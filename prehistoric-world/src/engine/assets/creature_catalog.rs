use std::collections::HashSet;
use std::f32::consts::{FRAC_PI_3, FRAC_PI_4, FRAC_PI_6, PI};

use bevy::prelude::*;
use constants::render_settings::DEFAULT_LABEL_HEIGHT;

use crate::engine::core::error::SceneError;

/// Placement of a creature's body root in world space.
#[derive(Debug, Clone, Copy, PartialEq)]
pub struct CreatureTransform {
    pub position: Vec3,
    /// Euler XYZ angles in radians.
    pub rotation: Vec3,
    pub scale: Vec3,
}

/// One entry of the creature catalog. Immutable for the process lifetime.
#[derive(Debug, Clone, Copy, PartialEq)]
pub struct CreatureRecord {
    pub id: &'static str,
    pub display_name: &'static str,
    pub species: &'static str,
    pub origin: &'static str,
    pub kingdom_label: &'static str,
    pub diet_label: &'static str,
    pub prey_list: &'static [&'static str],
    pub length_label: &'static str,
    pub weight_label: &'static str,
    pub fun_fact: &'static str,
    pub transform: CreatureTransform,
    /// Half extents of the fixed cuboid collider, whose bottom sits on the ground.
    pub collider_half_extents: Vec3,
    pub label_height: Option<f32>,
    pub animates: bool,
}

impl CreatureRecord {
    /// Vertical offset of the hover marker above the body root.
    pub fn label_height(&self) -> f32 {
        self.label_height.unwrap_or(DEFAULT_LABEL_HEIGHT)
    }

    /// Collider centre relative to the body root.
    pub fn collider_offset(&self) -> Vec3 {
        Vec3::new(0.0, self.collider_half_extents.y, 0.0)
    }

    pub fn prey_summary(&self) -> String {
        self.prey_list.join(", ")
    }
}

pub const CREATURE_CATALOG: &[CreatureRecord] = &[
    CreatureRecord {
        id: "trex",
        display_name: "Tyrannosaurus Rex",
        species: "Tyrannosaurus rex",
        origin: "Late Cretaceous Period",
        kingdom_label: "Animalia",
        diet_label: "Carnivore",
        prey_list: &["Triceratops", "Edmontosaurus", "Ankylosaurus"],
        length_label: "40 feet (12 meters)",
        weight_label: "Up to 9 tons",
        fun_fact: "T-Rex had the strongest bite force of any land animal that ever lived, capable of exerting up to 12,800 pounds of force.",
        transform: CreatureTransform {
            position: Vec3::new(0.0, 0.0, 0.0),
            rotation: Vec3::new(0.0, FRAC_PI_4, 0.0),
            scale: Vec3::ONE,
        },
        collider_half_extents: Vec3::new(2.0, 2.0, 4.0),
        label_height: Some(5.0),
        animates: false,
    },
    CreatureRecord {
        id: "triceratops",
        display_name: "Triceratops",
        species: "Triceratops horridus",
        origin: "Late Cretaceous Period",
        kingdom_label: "Animalia",
        diet_label: "Herbivore",
        prey_list: &["Plants", "Shrubs", "Cycads"],
        length_label: "30 feet (9 meters)",
        weight_label: "Up to 12 tons",
        fun_fact: "Triceratops had one of the largest skulls of any land animal, measuring up to 8 feet long.",
        transform: CreatureTransform {
            position: Vec3::new(8.0, 0.0, 5.0),
            rotation: Vec3::new(0.0, -FRAC_PI_3, 0.0),
            scale: Vec3::ONE,
        },
        collider_half_extents: Vec3::new(2.0, 1.5, 3.0),
        label_height: Some(3.0),
        animates: true,
    },
    CreatureRecord {
        id: "velociraptor",
        display_name: "Velociraptor",
        species: "Velociraptor mongoliensis",
        origin: "Late Cretaceous Period",
        kingdom_label: "Animalia",
        diet_label: "Carnivore",
        prey_list: &["Small dinosaurs", "Mammals", "Lizards"],
        length_label: "6.8 feet (2 meters)",
        weight_label: "About 33 pounds (15 kg)",
        fun_fact: "Unlike in movies, real velociraptors were about the size of a turkey and covered in feathers.",
        transform: CreatureTransform {
            position: Vec3::new(-5.0, 0.0, -7.0),
            rotation: Vec3::new(0.0, FRAC_PI_6, 0.0),
            scale: Vec3::ONE,
        },
        collider_half_extents: Vec3::new(0.7, 0.7, 1.4),
        label_height: Some(1.5),
        animates: true,
    },
    CreatureRecord {
        id: "brachiosaurus",
        display_name: "Brachiosaurus",
        species: "Brachiosaurus altithorax",
        origin: "Late Jurassic Period",
        kingdom_label: "Animalia",
        diet_label: "Herbivore",
        prey_list: &["High tree foliage", "Conifers", "Ginkgoes"],
        length_label: "85 feet (26 meters)",
        weight_label: "Up to 50 tons",
        fun_fact: "Brachiosaurus could reach heights of 40-50 feet, allowing it to feed on treetops that other dinosaurs couldn't reach.",
        transform: CreatureTransform {
            position: Vec3::new(-15.0, 0.0, -15.0),
            rotation: Vec3::ZERO,
            scale: Vec3::ONE,
        },
        collider_half_extents: Vec3::new(3.0, 6.0, 5.0),
        label_height: Some(12.0),
        animates: false,
    },
    CreatureRecord {
        id: "stegosaurus",
        display_name: "Stegosaurus",
        species: "Stegosaurus stenops",
        origin: "Late Jurassic Period",
        kingdom_label: "Animalia",
        diet_label: "Herbivore",
        prey_list: &["Low-growing plants", "Ferns", "Mosses"],
        length_label: "30 feet (9 meters)",
        weight_label: "Up to 5 tons",
        fun_fact: "Stegosaurus had a brain the size of a walnut - one of the smallest brain-to-body ratios of any dinosaur.",
        transform: CreatureTransform {
            position: Vec3::new(12.0, 0.0, -10.0),
            rotation: Vec3::new(0.0, -PI / 5.0, 0.0),
            scale: Vec3::ONE,
        },
        collider_half_extents: Vec3::new(2.0, 1.5, 3.0),
        label_height: Some(3.0),
        animates: true,
    },
];

/// Look up a record by its unique id.
pub fn find_creature(id: &str) -> Option<&'static CreatureRecord> {
    CREATURE_CATALOG.iter().find(|record| record.id == id)
}

/// Check the catalog invariant that every id is unique.
pub fn validate_catalog(records: &[CreatureRecord]) -> Result<(), SceneError> {
    let mut seen = HashSet::with_capacity(records.len());
    for record in records {
        if !seen.insert(record.id) {
            return Err(SceneError::DuplicateCreatureId(record.id.to_string()));
        }
    }
    Ok(())
}
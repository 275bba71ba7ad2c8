use bevy::prelude::*;

use crate::engine::assets::creature_catalog::CreatureRecord;
use crate::engine::core::app_state::SceneEntity;
use crate::tools::selection::{SelectionEvent, SelectionInput, SelectionState};

const PANEL_WIDTH: f32 = 320.0;
const AMBER_BORDER: Color = Color::srgb(0.851, 0.467, 0.024);
const AMBER_HEADER: Color = Color::srgb(0.573, 0.251, 0.055);
const AMBER_HOVER: Color = Color::srgb(0.706, 0.325, 0.035);
const AMBER_HEADING: Color = Color::srgb(0.984, 0.749, 0.141);

#[derive(Component)]
pub struct InfoPanelRoot;

#[derive(Component)]
pub struct CloseButton;

/// Heading and value pairs shown in the panel body, top to bottom.
pub fn info_rows(record: &CreatureRecord) -> Vec<(&'static str, String)> {
    vec![
        ("Origin", record.origin.to_string()),
        ("Kingdom", record.kingdom_label.to_string()),
        ("Species", record.species.to_string()),
        ("Diet", record.diet_label.to_string()),
        ("Prey", record.prey_summary()),
        ("Length", record.length_label.to_string()),
        ("Weight", record.weight_label.to_string()),
        ("Fun Fact", record.fun_fact.to_string()),
    ]
}

// Rebuild the panel whenever the selection changes
pub fn refresh_info_panel(
    mut commands: Commands,
    selection: Res<SelectionState>,
    panels: Query<Entity, With<InfoPanelRoot>>,
) {
    if !selection.is_changed() {
        return;
    }

    for entity in &panels {
        commands.entity(entity).despawn();
    }
    if let Some(record) = selection.selected() {
        spawn_info_panel(&mut commands, record);
    }
}

fn spawn_info_panel(commands: &mut Commands, record: &CreatureRecord) {
    commands
        .spawn((
            InfoPanelRoot,
            SceneEntity,
            Name::new("InfoPanel"),
            Interaction::default(),
            BackgroundColor(Color::srgba(0.0, 0.0, 0.0, 0.8)),
            BorderColor(AMBER_BORDER),
            Node {
                width: Val::Px(PANEL_WIDTH),
                position_type: PositionType::Absolute,
                top: Val::Px(16.0),
                right: Val::Px(16.0),
                border: UiRect::all(Val::Px(2.0)),
                display: Display::Flex,
                flex_direction: FlexDirection::Column,
                overflow: Overflow::clip(),
                ..default()
            },
        ))
        .with_children(|parent| {
            parent
                .spawn((
                    Name::new("Header"),
                    BackgroundColor(AMBER_HEADER),
                    Node {
                        width: Val::Percent(100.0),
                        padding: UiRect::all(Val::Px(12.0)),
                        display: Display::Flex,
                        align_items: AlignItems::Center,
                        justify_content: JustifyContent::SpaceBetween,
                        ..default()
                    },
                ))
                .with_children(|header| {
                    header.spawn((
                        Name::new("Title"),
                        Text::new(record.display_name),
                        TextFont {
                            font_size: 20.0,
                            ..default()
                        },
                        TextColor(Color::WHITE),
                    ));

                    header
                        .spawn((
                            CloseButton,
                            Name::new("CloseButton"),
                            Button,
                            BackgroundColor(AMBER_HEADER),
                            Node {
                                width: Val::Px(32.0),
                                height: Val::Px(32.0),
                                display: Display::Flex,
                                align_items: AlignItems::Center,
                                justify_content: JustifyContent::Center,
                                ..default()
                            },
                        ))
                        .with_children(|btn| {
                            btn.spawn((
                                Text::new("X"),
                                TextFont {
                                    font_size: 18.0,
                                    ..default()
                                },
                                TextColor(Color::WHITE),
                            ));
                        });
                });

            parent
                .spawn((
                    Name::new("Body"),
                    Node {
                        width: Val::Percent(100.0),
                        padding: UiRect::all(Val::Px(16.0)),
                        row_gap: Val::Px(12.0),
                        display: Display::Flex,
                        flex_direction: FlexDirection::Column,
                        ..default()
                    },
                ))
                .with_children(|body| {
                    for (heading, value) in info_rows(record) {
                        body.spawn(Node {
                            display: Display::Flex,
                            flex_direction: FlexDirection::Column,
                            row_gap: Val::Px(2.0),
                            ..default()
                        })
                        .with_children(|row| {
                            row.spawn((
                                Text::new(heading),
                                TextFont {
                                    font_size: 15.0,
                                    ..default()
                                },
                                TextColor(AMBER_HEADING),
                            ));
                            row.spawn((
                                Text::new(value),
                                TextFont {
                                    font_size: 14.0,
                                    ..default()
                                },
                                TextColor(Color::WHITE),
                            ));
                        });
                    }
                });
        });
}

// Close button clears the selection, highlights on hover
pub fn close_button_interaction(
    mut q: Query<
        (&Interaction, &mut BackgroundColor),
        (Changed<Interaction>, With<Button>, With<CloseButton>),
    >,
    mut selection_events: EventWriter<SelectionEvent>,
) {
    for (interaction, mut bg) in &mut q {
        match *interaction {
            Interaction::Pressed => {
                selection_events.write(SelectionEvent(SelectionInput::Close));
                *bg = BackgroundColor(AMBER_HOVER);
            }
            Interaction::Hovered => *bg = BackgroundColor(AMBER_HOVER),
            Interaction::None => *bg = BackgroundColor(AMBER_HEADER),
        }
    }
}

#[cfg(test)]
mod tests {
    use bevy::ecs::system::RunSystemOnce;

    use super::*;
    use crate::engine::assets::creature_catalog::find_creature;

    #[test]
    fn rows_follow_panel_order() {
        let trex = find_creature("trex").expect("trex in catalog");
        let rows = info_rows(trex);

        let headings: Vec<_> = rows.iter().map(|(heading, _)| *heading).collect();
        assert_eq!(
            headings,
            ["Origin", "Kingdom", "Species", "Diet", "Prey", "Length", "Weight", "Fun Fact"]
        );
        assert_eq!(rows[4].1, "Triceratops, Edmontosaurus, Ankylosaurus");
        assert_eq!(rows[2].1, "Tyrannosaurus rex");
    }

    #[test]
    fn panel_exists_only_while_viewing() {
        let mut world = World::new();
        world.insert_resource(SelectionState::Viewing(
            *find_creature("stegosaurus").expect("stegosaurus in catalog"),
        ));

        world.run_system_once(refresh_info_panel).expect("panel refresh runs");
        let panels = world.query_filtered::<(), With<InfoPanelRoot>>().iter(&world).count();
        assert_eq!(panels, 1);

        world.insert_resource(SelectionState::Idle);
        world.run_system_once(refresh_info_panel).expect("panel refresh runs");
        let panels = world.query_filtered::<(), With<InfoPanelRoot>>().iter(&world).count();
        assert_eq!(panels, 0);
        assert_eq!(world.query::<&CloseButton>().iter(&world).count(), 0);
    }
}
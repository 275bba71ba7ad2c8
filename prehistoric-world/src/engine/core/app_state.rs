use bevy::prelude::*;

use crate::engine::loading::progress::LoadingProgress;

#[derive(Debug, Clone, Copy, Default, Eq, PartialEq, Hash, States)]
pub enum AppState {
    #[default]
    Loading,
    Running,
    Failed,
}

#[derive(Component)]
pub struct FpsText;

/// Marks every entity that belongs to the mounted scene so it can be torn
/// down in one sweep when the scene unmounts.
#[derive(Component)]
pub struct SceneEntity;

// Leave the loading gate once the configuration is loaded and validated
pub fn transition_to_running(
    loading_progress: Res<LoadingProgress>,
    mut next_state: ResMut<NextState<AppState>>,
) {
    if loading_progress.is_ready() {
        info!("→ Scene configuration ready, transitioning to Running state");
        next_state.set(AppState::Running);
    }
}

pub fn despawn_scene(mut commands: Commands, scene_entities: Query<Entity, With<SceneEntity>>) {
    let mut count = 0;
    for entity in &scene_entities {
        commands.entity(entity).despawn();
        count += 1;
    }
    info!("Unmounted scene ({count} root entities)");
}
use bevy::prelude::*;

/// Initial camera placement, looking at the world origin
pub const CAMERA_START_POSITION: Vec3 = Vec3::new(0.0, 5.0, 15.0);
pub const CAMERA_FOV_DEGREES: f32 = 45.0;

/// Orbit clamps: dolly distance and polar angle measured from +Y
pub const ORBIT_MIN_DISTANCE: f32 = 5.0;
pub const ORBIT_MAX_DISTANCE: f32 = 50.0;
pub const ORBIT_MIN_POLAR: f32 = 0.2;
pub const ORBIT_MAX_POLAR: f32 = std::f32::consts::FRAC_PI_2 - 0.1;

/// Orbit input sensitivities
pub const ORBIT_ROTATE_SPEED: f32 = 0.005;
pub const ORBIT_PAN_SPEED: f32 = 0.0015;
pub const ORBIT_ZOOM_STEP: f32 = 0.95;
pub const ORBIT_SMOOTHING: f32 = 12.0;

/// Sky colour used for both the clear colour and the distance fog (#87ceeb)
pub const SKY_COLOUR: Color = Color::srgb(0.529, 0.808, 0.922);
pub const FOG_START: f32 = 30.0;
pub const FOG_END: f32 = 100.0;

pub const AMBIENT_BRIGHTNESS: f32 = 500.0;
pub const SUN_POSITION: Vec3 = Vec3::new(10.0, 20.0, 10.0);
pub const SUN_ILLUMINANCE: f32 = 15_000.0;
pub const SHADOW_MAX_DISTANCE: f32 = 50.0;

/// Hover marker drawn above a creature
pub const HOVER_MARKER_RADIUS: f32 = 0.2;
pub const DEFAULT_LABEL_HEIGHT: f32 = 2.0;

→ Your objective:
From the listing, copy each line containing the word "records".

→ Exercise answer:
pub fn validate_catalog(records: &[CreatureRecord]) -> Result<(), SceneError> {
    let mut seen = HashSet::with_capacity(records.len());
    for record in records {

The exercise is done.